Explaining the Islamic concept of “shura”, or consultation, and its application in Saudi Arabia, he pointed out that the Consultative Council has been in existence for seventy years, accomplishing a great deal in the economic and social development of the Kingdom, and that the modifications made and new regulations issued [in 1992] were designed to make the council more contemporary. Pointing out that Prophet Muhammad and his companions practiced the principle of shura, he observed: “While many countries were only able to establish parliaments after revolutions and a lot of bloodshed, Islamic shari’a (law) has confirmed the principle of shura without this”. Asked if shura council members would in the future be elected, he said this was unlikely, since it might not provide the same level of expertise available in the current Council whose 61 members include 35 Ph.D. holders. Asked if the shura council holds press conferences, he said that it issues statements following each meeting to announce what has been discussed and approved, but that journalists can come to the council to ask whatever they like, and council news is published in the Arabic press in the Kingdom. He added that anyone who has an opinion on reforming current systems in Saudi Arabia can submit this opinion to the shura council where a specialized committee will study it and submit it to the council if it is deemed constructive, and pointed out that a quorum of ten people can make a proposal to cancel or amend a system or to promote a new system instead.

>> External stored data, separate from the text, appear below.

//! # stagehand-store
//!
//! The local SQLite database. A [`Database`] is opened on demand by whoever
//! needs it and closed explicitly, so the close error can be observed.

#![deny(unsafe_code)]

pub mod database;
pub mod error;
pub mod profiles;
pub mod schema;

pub use database::Database;
pub use error::StoreError;
pub use profiles::{Profile, ProfileRepo};
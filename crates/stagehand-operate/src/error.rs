//! Operation error types.

use stagehand_rpc::RpcError;
use stagehand_rpc::errors::STAGING_BUSY;

use crate::context::OperationState;

/// Checkpoint persistence failures.
#[derive(Debug, thiserror::Error)]
pub enum SubcontextError {
    /// Keys are limited to `[A-Za-z0-9_-]`.
    #[error("invalid subcontext key '{0}'")]
    InvalidKey(String),

    /// Another payload type already owns this key.
    #[error("subcontext key '{key}' already claimed by {owner}, cannot be claimed by {claimant}")]
    KeyClaimed {
        /// Contested key.
        key: String,
        /// Type that claimed it first.
        owner: &'static str,
        /// Type that tried to claim it.
        claimant: &'static str,
    },

    /// The persisted payload no longer matches the expected shape.
    #[error("subcontext '{key}' is corrupt or has an unexpected shape: {source}")]
    Shape {
        /// Key being loaded.
        key: String,
        /// Decoding failure.
        #[source]
        source: serde_json::Error,
    },

    /// Encoding the payload failed.
    #[error("could not encode subcontext '{key}': {source}")]
    Encode {
        /// Key being saved.
        key: String,
        /// Encoding failure.
        #[source]
        source: serde_json::Error,
    },

    /// Filesystem failure.
    #[error("subcontext '{key}': {source}")]
    Io {
        /// Key being accessed.
        key: String,
        /// Underlying error.
        #[source]
        source: std::io::Error,
    },
}

/// Everything that can end an operation.
#[derive(Debug, thiserror::Error)]
pub enum OperateError {
    /// Caller parameters are unusable.
    #[error("{0}")]
    Validation(String),

    /// The persisted operation kind is not supported.
    #[error("Unknown operation '{0}'")]
    UnknownOperation(String),

    /// Another operation is active on the staging folder.
    #[error("Staging folder {0} is already in use by another operation")]
    StagingBusy(String),

    /// The peer cancelled the operation.
    #[error("Operation cancelled")]
    Cancelled,

    /// The archive does not match the expected checksum.
    #[error("checksum mismatch: expected {expected}, got {actual}")]
    ChecksumMismatch {
        /// Expected SHA-256 (lowercase hex).
        expected: String,
        /// Computed SHA-256 (lowercase hex).
        actual: String,
    },

    /// The lifecycle was driven out of order.
    #[error("illegal operation transition {from:?} -> {to:?}")]
    IllegalTransition {
        /// Current state.
        from: OperationState,
        /// Requested state.
        to: OperationState,
    },

    /// Removing the operation's checkpoints failed.
    #[error("retiring operation context: {0}")]
    Retire(String),

    /// A step failed.
    #[error("{step}: {source}")]
    Step {
        /// Step name.
        step: &'static str,
        /// Cause.
        #[source]
        source: Box<OperateError>,
    },

    /// Checkpoint persistence failed.
    #[error(transparent)]
    Subcontext(#[from] SubcontextError),

    /// The remote API failed.
    #[error("API error: {0}")]
    Api(#[from] stagehand_rpc::api::ApiError),

    /// Filesystem failure outside checkpoints.
    #[error("IO error: {0}")]
    Io(#[from] std::io::Error),

    /// An error raised by the request context (e.g. profile lookup).
    #[error(transparent)]
    Rpc(#[from] RpcError),
}

impl OperateError {
    /// Wrap `self` as the cause of a failed step.
    pub fn in_step(self, step: &'static str) -> Self {
        Self::Step {
            step,
            source: Box::new(self),
        }
    }

    /// The innermost cause, looking through step wrappers.
    pub fn root(&self) -> &Self {
        match self {
            Self::Step { source, .. } => source.root(),
            other => other,
        }
    }

    fn into_root(self) -> Self {
        match self {
            Self::Step { source, .. } => source.into_root(),
            other => other,
        }
    }

    /// Whether the operation ended because it was cancelled.
    pub fn is_cancelled(&self) -> bool {
        matches!(self.root(), Self::Cancelled)
    }
}

impl From<OperateError> for RpcError {
    fn from(err: OperateError) -> Self {
        let message = err.to_string();
        match err.into_root() {
            OperateError::Validation(m) => RpcError::invalid_params(m),
            OperateError::UnknownOperation(_) => RpcError::invalid_params(message),
            OperateError::StagingBusy(_) => RpcError::known(STAGING_BUSY, message),
            OperateError::Cancelled => RpcError::cancelled(),
            OperateError::Rpc(RpcError::Internal { stack, .. }) => {
                RpcError::internal_with_stack(message, stack)
            }
            OperateError::Rpc(known) => known,
            _ => RpcError::internal(message),
        }
    }
}

#[cfg(test)]
mod tests {
    use super::*;
    use stagehand_rpc::errors::{INTERNAL_ERROR, INVALID_PARAMS, OPERATION_CANCELLED};

    #[test]
    fn step_wrapping_keeps_cause_in_message() {
        let err = OperateError::Io(std::io::Error::other("disk on fire"))
            .in_step("download")
            .in_step("install");
        assert_eq!(err.to_string(), "install: download: IO error: disk on fire");
        assert!(matches!(err.root(), OperateError::Io(_)));
    }

    #[test]
    fn cancellation_survives_wrapping() {
        let err = OperateError::Cancelled.in_step("download").in_step("install");
        assert!(err.is_cancelled());
        let rpc: RpcError = err.into();
        assert_eq!(rpc.code(), OPERATION_CANCELLED);
    }

    #[test]
    fn validation_maps_to_invalid_params() {
        let rpc: RpcError = OperateError::Validation("No staging folder specified".into()).into();
        assert_eq!(rpc.code(), INVALID_PARAMS);
        assert_eq!(rpc.to_string(), "No staging folder specified");
        let rpc: RpcError = OperateError::UnknownOperation("frobnicate".into()).into();
        assert_eq!(rpc.code(), INVALID_PARAMS);
        assert_eq!(rpc.to_string(), "Unknown operation 'frobnicate'");
    }

    #[test]
    fn busy_maps_to_409() {
        let rpc: RpcError = OperateError::StagingBusy("/tmp/x".into()).into();
        assert_eq!(rpc.code(), STAGING_BUSY);
    }

    #[test]
    fn everything_else_is_internal_with_full_message() {
        let err = OperateError::Retire("permission denied".into());
        let rpc: RpcError = err.into();
        assert_eq!(rpc.code(), INTERNAL_ERROR);
        assert_eq!(rpc.to_string(), "retiring operation context: permission denied");

        let err = OperateError::Rpc(RpcError::internal("Could not find profile 4")).in_step("install");
        let rpc: RpcError = err.into();
        assert!(rpc.is_internal());
        assert_eq!(rpc.to_string(), "install: Could not find profile 4");
    }
}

Asked about foreign forces in Saudi Arabia, Sheikh Bin Jubair said: “We have experts and instructors for the Saudi armed forces, especially the air force. The foreign forces which came during the war for the liberation of Kuwait have returned to their respective countries.” As for the Al-Khobar explosion, he said that terrorist blasts can happen anywhere in the world.
In answer to questions about the Saudi budget and unemployment in the Kingdom, he said the budget is well-known to anybody who follows the affairs of Saudi Arabia, adding that there is nothing wrong with having a deficit, and stressed that Saudi Arabia does not really suffer from an unemployment problem, only the question of university graduates who wish to work in the same areas they come from, although work is available for them in many areas around the country.
Asked about women in Saudi Arabia, he said that women are consulted, and have more respect in the Kingdom than in many areas around the world, pointing out that the 120,000 women working in the Saudi civil service sectors such as education, health and social work, earn the same salaries as men. He added that there are also women in the media, working as journalists.